Before you sit down to create a parenting plan, you must know what's required. Check your state's parenting plan guidelines.

A parenting plan must indicate for each child:

Additionally, the following information is often included:

  • Education plans
  • Extracurricular activities
  • Child care details
  • Child support details (Some states don't want this information in the parenting plan.)
  • College expense responsibilities
  • How parenting disagreements will be resolved

The more detailed your parenting plan, the smoother co-parenting will go. The court wants to see how your plan will create a stable, supportive environment for your children.

Many parents find it useful to use custody software, such as Custody X Change, which provides a comprehensive parenting plan template. You can customize the plan so it covers the issues important to your family.

What mistakes should I avoid when preparing a parenting plan?

The biggest mistake you can make is to put the parents' needs ahead of the children's needs. The court wants to see that you and the other parent are working together in your children's best interests.

Other mistakes to avoid include:

  • Creating a plan that is too vague
  • Failing to include guidelines for deciding on medical care and paying for it
  • Forgetting to specify what happens when one parent chooses to relocate
  • Neglecting to say where parents can travel with the children, if necessary
  • Leaving out provisions on how to handle disagreements

Custody X Change guides you through each part of a plan so you steer clear of these issues.

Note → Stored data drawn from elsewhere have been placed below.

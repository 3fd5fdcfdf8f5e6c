//! Terminal rendering of an analytics result.

use folio_analytics::AnalyticsResult;
use folio_analytics::aggregate::MONTH_LABELS;

/// Format a ratio-style metric (Sharpe) to two decimals.
pub fn format_ratio(value: f64) -> String {
    format!("{value:.2}")
}

/// Format a fractional metric as a percentage to two decimals.
pub fn format_percent(value: f64) -> String {
    format!("{:.2}%", value * 100.0)
}

/// Format the analytics result as an ASCII table for terminal display.
///
/// Sections appear in presentation order: metric cards, allocation,
/// monthly returns, cumulative return, end-of-year returns.
pub fn to_ascii_table(result: &AnalyticsResult, title: &str) -> String {
    let mut output = String::new();
    let metrics = &result.metrics;

    output.push_str(&format!("\n{title}\n"));
    if let Some((start, end)) = result.returns.date_range() {
        output.push_str(&format!("Period: {start} to {end}\n"));
    }
    output.push_str(&"=".repeat(80));
    output.push('\n');

    output.push_str("\nKey Metrics:\n");
    output.push_str(&"-".repeat(80));
    output.push('\n');
    output.push_str(&format!(
        "  Sharpe Ratio:             {}\n",
        format_ratio(metrics.sharpe)
    ));
    output.push_str(&format!(
        "  Max Drawdown:             {}\n",
        format_percent(metrics.max_drawdown)
    ));
    output.push_str(&format!(
        "  CAGR:                     {}\n",
        format_percent(metrics.cagr)
    ));
    output.push_str(&format!(
        "  Volatility:               {}\n",
        format_percent(metrics.volatility)
    ));

    output.push_str("\nPortfolio Allocation:\n");
    output.push_str(&"-".repeat(80));
    output.push('\n');
    for holding in result.portfolio.holdings() {
        let bar_len = (holding.weight * 40.0).round() as usize;
        output.push_str(&format!(
            "  {:<16} {:>8} {}\n",
            holding.symbol,
            format_percent(holding.weight),
            "#".repeat(bar_len)
        ));
    }

    if !result.monthly.is_empty() {
        output.push_str("\nMonthly Returns (%):\n");
        output.push_str(&"-".repeat(80));
        output.push('\n');
        output.push_str(&format!("{:<6}", "Year"));
        for label in MONTH_LABELS {
            output.push_str(&format!("{label:>6}"));
        }
        output.push('\n');

        for (year, row) in result.monthly.years().iter().zip(result.monthly.rows()) {
            output.push_str(&format!("{year:<6}"));
            for cell in row {
                match cell {
                    Some(value) => output.push_str(&format!("{:>6.2}", value * 100.0)),
                    None => output.push_str(&format!("{:>6}", "-")),
                }
            }
            output.push('\n');
        }
    }

    if let Some((date, level)) = result.cumulative.last() {
        output.push_str("\nCumulative Return:\n");
        output.push_str(&"-".repeat(80));
        output.push('\n');
        output.push_str(&format!(
            "  1.00 invested at the start is {level:.4} on {date}\n"
        ));
    }

    if !result.eoy.is_empty() {
        output.push_str("\nEnd-of-Year Returns:\n");
        output.push_str(&"-".repeat(80));
        output.push('\n');
        for (year, value) in &result.eoy {
            output.push_str(&format!("  {year}  {:>8}\n", format_percent(*value)));
        }
    }

    output.push_str(&"=".repeat(80));
    output.push('\n');

    output
}

/// Format the analytics result as Markdown.
pub fn to_markdown(result: &AnalyticsResult, title: &str) -> String {
    let mut output = String::new();
    let metrics = &result.metrics;

    output.push_str(&format!("# {title}\n\n"));
    if let Some((start, end)) = result.returns.date_range() {
        output.push_str(&format!("**Period:** {start} to {end}\n\n"));
    }

    output.push_str("## Key Metrics\n\n");
    output.push_str(&format!(
        "- **Sharpe Ratio:** {}\n",
        format_ratio(metrics.sharpe)
    ));
    output.push_str(&format!(
        "- **Max Drawdown:** {}\n",
        format_percent(metrics.max_drawdown)
    ));
    output.push_str(&format!("- **CAGR:** {}\n", format_percent(metrics.cagr)));
    output.push_str(&format!(
        "- **Volatility:** {}\n\n",
        format_percent(metrics.volatility)
    ));

    output.push_str("## Portfolio Allocation\n\n");
    output.push_str("| Symbol | Weight |\n|--------|--------|\n");
    for holding in result.portfolio.holdings() {
        output.push_str(&format!(
            "| {} | {} |\n",
            holding.symbol,
            format_percent(holding.weight)
        ));
    }
    output.push('\n');

    if !result.monthly.is_empty() {
        output.push_str("## Monthly Returns (%)\n\n");
        output.push_str("| Year |");
        for label in MONTH_LABELS {
            output.push_str(&format!(" {label} |"));
        }
        output.push_str("\n|------|");
        output.push_str(&"------|".repeat(12));
        output.push('\n');

        for (year, row) in result.monthly.years().iter().zip(result.monthly.rows()) {
            output.push_str(&format!("| {year} |"));
            for cell in row {
                match cell {
                    Some(value) => output.push_str(&format!(" {:.2} |", value * 100.0)),
                    None => output.push_str(" - |"),
                }
            }
            output.push('\n');
        }
        output.push('\n');
    }

    if !result.eoy.is_empty() {
        output.push_str("## End-of-Year Returns\n\n");
        output.push_str("| Year | Return |\n|------|--------|\n");
        for (year, value) in &result.eoy {
            output.push_str(&format!("| {year} | {} |\n", format_percent(*value)));
        }
    }

    output
}

#[cfg(test)]
mod tests {
    use super::*;
    use chrono::NaiveDate;
    use folio::Portfolio;
    use folio_analytics::{AnalysisPeriod, ReturnSeries};

    fn date(y: i32, m: u32, d: u32) -> NaiveDate {
        NaiveDate::from_ymd_opt(y, m, d).unwrap()
    }

    fn sample_result() -> AnalyticsResult {
        let portfolio = Portfolio::new(
            vec!["RELIANCE.NS".to_string(), "TCS.NS".to_string()],
            vec![0.5, 0.5],
        )
        .unwrap();
        let returns = ReturnSeries::new(
            vec![date(2024, 1, 2), date(2024, 1, 3), date(2024, 2, 1)],
            vec![0.01, -0.02, 0.03],
        )
        .unwrap();
        let period = AnalysisPeriod::new(date(2024, 1, 1), date(2024, 2, 1));
        AnalyticsResult::from_returns(portfolio, period, returns)
    }

    #[test]
    fn test_format_contracts() {
        assert_eq!(format_ratio(1.23456), "1.23");
        assert_eq!(format_percent(-0.02), "-2.00%");
        assert_eq!(format_percent(0.12345), "12.35%");
    }

    #[test]
    fn test_ascii_table_sections() {
        let table = to_ascii_table(&sample_result(), "Portfolio Analytics");

        assert!(table.contains("Portfolio Analytics"));
        assert!(table.contains("Sharpe Ratio"));
        assert!(table.contains("Max Drawdown"));
        assert!(table.contains("RELIANCE.NS"));
        assert!(table.contains("Monthly Returns"));
        assert!(table.contains("End-of-Year Returns"));
    }

    #[test]
    fn test_ascii_allocation_bars() {
        let table = to_ascii_table(&sample_result(), "Report");
        // 50% weight maps onto a 20-character bar.
        assert!(table.contains(&"#".repeat(20)));
    }

    #[test]
    fn test_markdown_tables() {
        let md = to_markdown(&sample_result(), "Portfolio Analytics");

        assert!(md.contains("# Portfolio Analytics"));
        assert!(md.contains("## Key Metrics"));
        assert!(md.contains("| RELIANCE.NS | 50.00% |"));
        assert!(md.contains("| Jan |"));
    }
}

What if the other parent won't help prepare a parenting plan?

Ideally, parents work together to prepare a plan for court, but you can make a plan yourself if the other parent won't cooperate.

The court will adopt the best plan for the children, so if yours meets the children's needs, it get implemented despite what the other parent wants.

Here are 10 things a judge assesses when deciding on a parenting plan:

  • Your children's ages and maturity
  • Each parent's financial ability to care for the children
  • Each parent's physical, mental and emotional health
  • Each parent's proximity to the children's schools, religious organizations and activities
  • Each parent's proximity to extended family, such as grandparents
  • Whether either parent plans to leave the area
  • Each parent's custody preferences
  • Each child's custody preferences (if mature enough to have informed preferences)
  • Legal trouble or misconduct by either parent
  • Whether either parent a history of interfering with visitation

Can the other parent prepare a parenting plan for court without me?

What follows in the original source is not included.